Ampliare lo sguardo

L’approccio che emerge in Medio Oriente ha un orientamento decisamente regionale

di Herb Keinon

image_2493Il primo ministro israeliano Benjamin Netanyahu deve ancora svelare i risultati del suo approfondito “riesame politico”, e l’amministrazione Usa sta ancora lavorando al suo piano globale sul Medio Oriente. Ma una cosa che già emerge è che nei prossimi mesi e anni si porrà molta più enfasi su una pace regionale e complessiva anziché soltanto su una “ristretta” pace israelo-palestinese. E il motivo è chiaro: una pace israelo-palestinese, nel pensiero attuale, può sbocciare solo nel quadro di una più ampia pace fra Israele e mondo islamico.
Da quando nel 1993 il processo di Oslo, centrato quasi esclusivamente sulla questione palestinese, usurpò il processo di Madrid, che era più regionale e focalizzato sulle questioni multilaterali, la modalità automatica degli sforzi diplomatici nella regione è stata quella di rompere innanzitutto il nocciolo israelo-palestinese per poi affrontare il più ampio conflitto arabo-israeliano.
L’ex presidente americano George W. Bush cercò di coinvolgere maggiormente il mondo arabo invitandolo alla conferenza di Annapolis del 2007, ma sotto ogni punto di vista pratico quel coinvolgimento si fermò ad Annapolis e alle successive conferenze dei paesi donatori di aiuti ai palestinesi.
Anche la tanto decantata iniziativa di pace araba segue lo stesso schema: in base a quel piano, Israele deve ritirarsi completamente sulle linee pre-’67 e poi vi sarà una normalizzazione dei rapporti col mondo arabo.
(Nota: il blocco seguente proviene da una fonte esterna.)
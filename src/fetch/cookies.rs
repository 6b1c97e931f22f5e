//! Process-local cookie jar scoped by host and path prefix.
//!
//! The jar is deliberately simple: cookies are keyed by hostname, then by the
//! `path` attribute they were issued with, then by name. There is no expiry and
//! no eviction; the jar lives as long as the engine that owns it.
//!
//! # Concurrency
//!
//! Hosts live in a [`DashMap`], so every read or write for a host holds that
//! host's shard lock for its whole duration. Two chains completing against the
//! same host at the same time are serialized, never interleaved.

use std::fmt;

use dashmap::DashMap;
use tracing::{debug, instrument, warn};
use url::Url;

/// Cookie attributes that are never stored as cookies.
const RESERVED_ATTRIBUTES: &[&str] = &[
    "expires",
    "max-age",
    "secure",
    "httponly",
    "samesite",
    "priority",
    "partitioned",
];

/// Cookies for one `path` scope, in first-insertion order.
#[derive(Clone)]
struct PathCookies {
    path: String,
    entries: Vec<(String, String)>,
}

/// Inserts or overwrites `name`, keeping the position of the first insertion.
fn merge_entry(entries: &mut Vec<(String, String)>, name: &str, value: &str) {
    match entries.iter_mut().find(|(existing, _)| existing == name) {
        Some((_, existing)) => value.clone_into(existing),
        None => entries.push((name.to_string(), value.to_string())),
    }
}

/// Host → path → (name → value) cookie store shared by all calls on an engine.
///
/// Wrap in `Arc` to share one jar between several engines.
///
/// # Example
///
/// ```
/// use urlfetch_core::fetch::CookieJar;
/// use url::Url;
///
/// let jar = CookieJar::new();
/// let issued = Url::parse("https://example.com/p/x").unwrap();
/// jar.write_cookie(&issued, ["a=1; path=/p"]);
///
/// let inside = Url::parse("https://example.com/p/y").unwrap();
/// assert_eq!(jar.read_cookie(&inside).as_deref(), Some("a=1"));
///
/// let outside = Url::parse("https://example.com/q").unwrap();
/// assert_eq!(jar.read_cookie(&outside), None);
/// ```
#[derive(Default)]
pub struct CookieJar {
    hosts: DashMap<String, Vec<PathCookies>>,
}

// Values stay out of Debug output.
impl fmt::Debug for CookieJar {
    fn fmt(&self, f: &mut fmt::Formatter<'_>) -> fmt::Result {
        f.debug_struct("CookieJar")
            .field("hosts", &self.hosts.len())
            .finish()
    }
}

impl CookieJar {
    /// Creates an empty jar.
    #[must_use]
    pub fn new() -> Self {
        Self::default()
    }

    /// Builds the `cookie` header value for a request to `url`.
    ///
    /// Every stored path that is a prefix of the URL path contributes its
    /// cookies, in the order the paths were first stored. A name seen under
    /// several matching paths keeps its first position and the value from the
    /// last path. Returns `None` when nothing matches.
    #[must_use]
    #[instrument(level = "debug", skip(self), fields(url = %url))]
    pub fn read_cookie(&self, url: &Url) -> Option<String> {
        let host = url.host_str()?;
        let scopes = self.hosts.get(host)?;

        let mut merged: Vec<(String, String)> = Vec::new();
        for scope in scopes.iter().filter(|scope| url.path().starts_with(&scope.path)) {
            for (name, value) in &scope.entries {
                merge_entry(&mut merged, name, value);
            }
        }
        drop(scopes);

        if merged.is_empty() {
            return None;
        }
        debug!(host, cookies = merged.len(), "attaching stored cookies");
        Some(
            merged
                .iter()
                .map(|(name, value)| format!("{name}={value}"))
                .collect::<Vec<_>>()
                .join("; "),
        )
    }

    /// Stores raw `Set-Cookie` values received from `url`.
    ///
    /// Each value is split on `;`. The `path` attribute selects the scope; a
    /// value without one, or with an empty one, is dropped entirely. `domain` and the standard
    /// attributes (`expires`, `max-age`, `secure`, ...) are ignored; every
    /// other `name=value` segment is stored under (host, path).
    #[instrument(level = "debug", skip(self, set_cookies), fields(url = %url))]
    pub fn write_cookie<'a, I>(&self, url: &Url, set_cookies: I)
    where
        I: IntoIterator<Item = &'a str>,
    {
        let Some(host) = url.host_str() else {
            warn!("URL has no host; ignoring Set-Cookie");
            return;
        };

        let mut items: Vec<PathCookies> = Vec::new();
        for raw in set_cookies {
            let Some(parsed) = parse_set_cookie(raw) else {
                warn!("Set-Cookie without path attribute dropped");
                continue;
            };
            match items.iter_mut().find(|scope| scope.path == parsed.path) {
                Some(scope) => {
                    for (name, value) in &parsed.entries {
                        merge_entry(&mut scope.entries, name, value);
                    }
                }
                None => items.push(parsed),
            }
        }
        if items.is_empty() {
            return;
        }

        let mut scopes = self.hosts.entry(host.to_string()).or_default();
        for item in items {
            debug!(host, path = %item.path, cookies = item.entries.len(), "storing cookies");
            match scopes.iter_mut().find(|scope| scope.path == item.path) {
                Some(scope) => {
                    for (name, value) in &item.entries {
                        merge_entry(&mut scope.entries, name, value);
                    }
                }
                None => scopes.push(item),
            }
        }
    }

    /// Returns true when no cookie has been stored yet.
    #[must_use]
    pub fn is_empty(&self) -> bool {
        self.hosts.is_empty()
    }

    /// Forgets every stored cookie.
    pub fn clear(&self) {
        self.hosts.clear();
    }
}

/// Splits one `Set-Cookie` value into its path scope and cookie pairs.
///
/// Returns `None` when there is no non-empty `path` attribute or no cookie pair.
fn parse_set_cookie(raw: &str) -> Option<PathCookies> {
    let mut path = None;
    let mut entries = Vec::new();

    for segment in raw.split(';').map(str::trim) {
        let Some((name, value)) = segment.split_once('=') else {
            continue;
        };
        let name = name.trim();
        if name.eq_ignore_ascii_case("path") {
            path = Some(value.trim().to_string());
        } else if name.eq_ignore_ascii_case("domain")
            || name.is_empty()
            || RESERVED_ATTRIBUTES
                .iter()
                .any(|attr| name.eq_ignore_ascii_case(attr))
        {
            continue;
        } else {
            merge_entry(&mut entries, name, value.trim());
        }
    }

    let path = path.filter(|p| !p.is_empty())?;
    if entries.is_empty() {
        return None;
    }
    Some(PathCookies { path, entries })
}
Prima il ritiro, poi la normalizzazione.
Il pensiero che tende ora ad emergere è che invece i due processi debbano andare in parallelo: se Israele deve fare ulteriori concessioni, allora deve anche iniziare a godere dei frutti della sua integrazione nella regione mediorientale.
A questo approccio globale alludeva Netanyahu con le sue dichiarazioni di lunedì a Sharm e-Sheikh, dopo l’incontro con il presidente egiziano Hosni Mubarak, quando ha detto che il popolo ebraico “vuole rapporti di concordia con il mondo musulmano”. Israele, ha detto, “aspira alla pace coi vicini palestinesi e con tutte le nazioni arabe: viviamo tutti in questa regione e siamo tutti figli di Abramo”. Non si parla più soltanto di pace per i figli degli israeliani e dei palestinesi, ma piuttosto di una nuova concordia fra il popolo ebraico e l’intero mondo musulmano.
Le dichiarazioni di Netanyahu corrispondono all’accento posto dal re di Giordania Abdullah II sulla componente regionale. In una sua intervista comparsa lunedì sul Times di Londra il monarca hashemita ha detto: “Siamo stufi del processo, ora parliamo di negoziati diretti. È un punto centrale: affrontare la questione in un contesto regionale. Può essere attraverso la proposta di pace araba. Gli americani la vedono come noi e penso anche gli europei. Ciò di cui stiamo parlando non è israeliani e palestinesi seduti a un tavolo, ma israeliani a un tavolo con i palestinesi, israeliani a un tavolo con i siriani, israeliani a un tavolo con i libanesi. E con gli arabi e il mondo islamico pronti nello stesso tempo ad aprire negoziati diretti con Israele. Questo – continua il re di Giordania, illustrando la nuova logica – è il lavoro che deve essere fatto nei prossimi due mesi, per una risposta a livello regionale. Non si tratta di una soluzione a due stati, è una soluzione a 57 stati. Questo è il punto dolente che agita il pubblico e i politici israeliani. Il futuro non riguarda il fiume Giordano o le alture del Golan o il Sinai; il futuro riguarda il Marocco sull’Atlantico fino all’Indonesia sul Pacifico. Penso che questa sia la posta in gioco”.
Il congressista americano Robert Wexler, stretto alleato politico di Obama e ben sintonizzato col pensiero dell’amministrazione Usa, ha dato voce allo stesso approccio in un’intervista di domenica scorsa al Jerusalem Post: “I sauditi – ha detto Wexler – hanno avuto la vita facile, a Washington, ultimamente Sostengono d’aver già proposto l’iniziativa di pace araba. Io penso che molti israeliani abbiano qualcosa da ridire e da eccepire, sull’iniziativa di pace araba, e lo stesso vale per me e per noi in America. Ma è giunta l’ora di metterli alla prova”. Secondo Wexler, è tempo di dire al re saudita Abdullah: “Hai delineato uno schema sulla normalizzazione e su come arrivarci. Israele ha avanzato alcune idee su ciò che loro possono fare. Che cosa hai intenzione di fare, re Abdullah? Non aspetteremo di sentire cosa siete disposti a fare solo alla fine del processo: non è così che potrete costruire fiducia sui versanti israeliano e americano. Cosa hai intenzione di fare la prossima settimana, re Abdullah?”.
Tutto ciò riflette il nuovo approccio: dal momento che il processo centrato quasi esclusivamente sul binario israelo-palestinese non ha funzionato per più di quindici anni, è venuto il momento di ampliare lo sguardo. Non è una coincidenza che esponenti israeliani, giordani e americani stiano tutti facendo queste allusioni. Stanno tutti indicando la stessa meta. Quello che resta da capire esattamente è come arrivarci.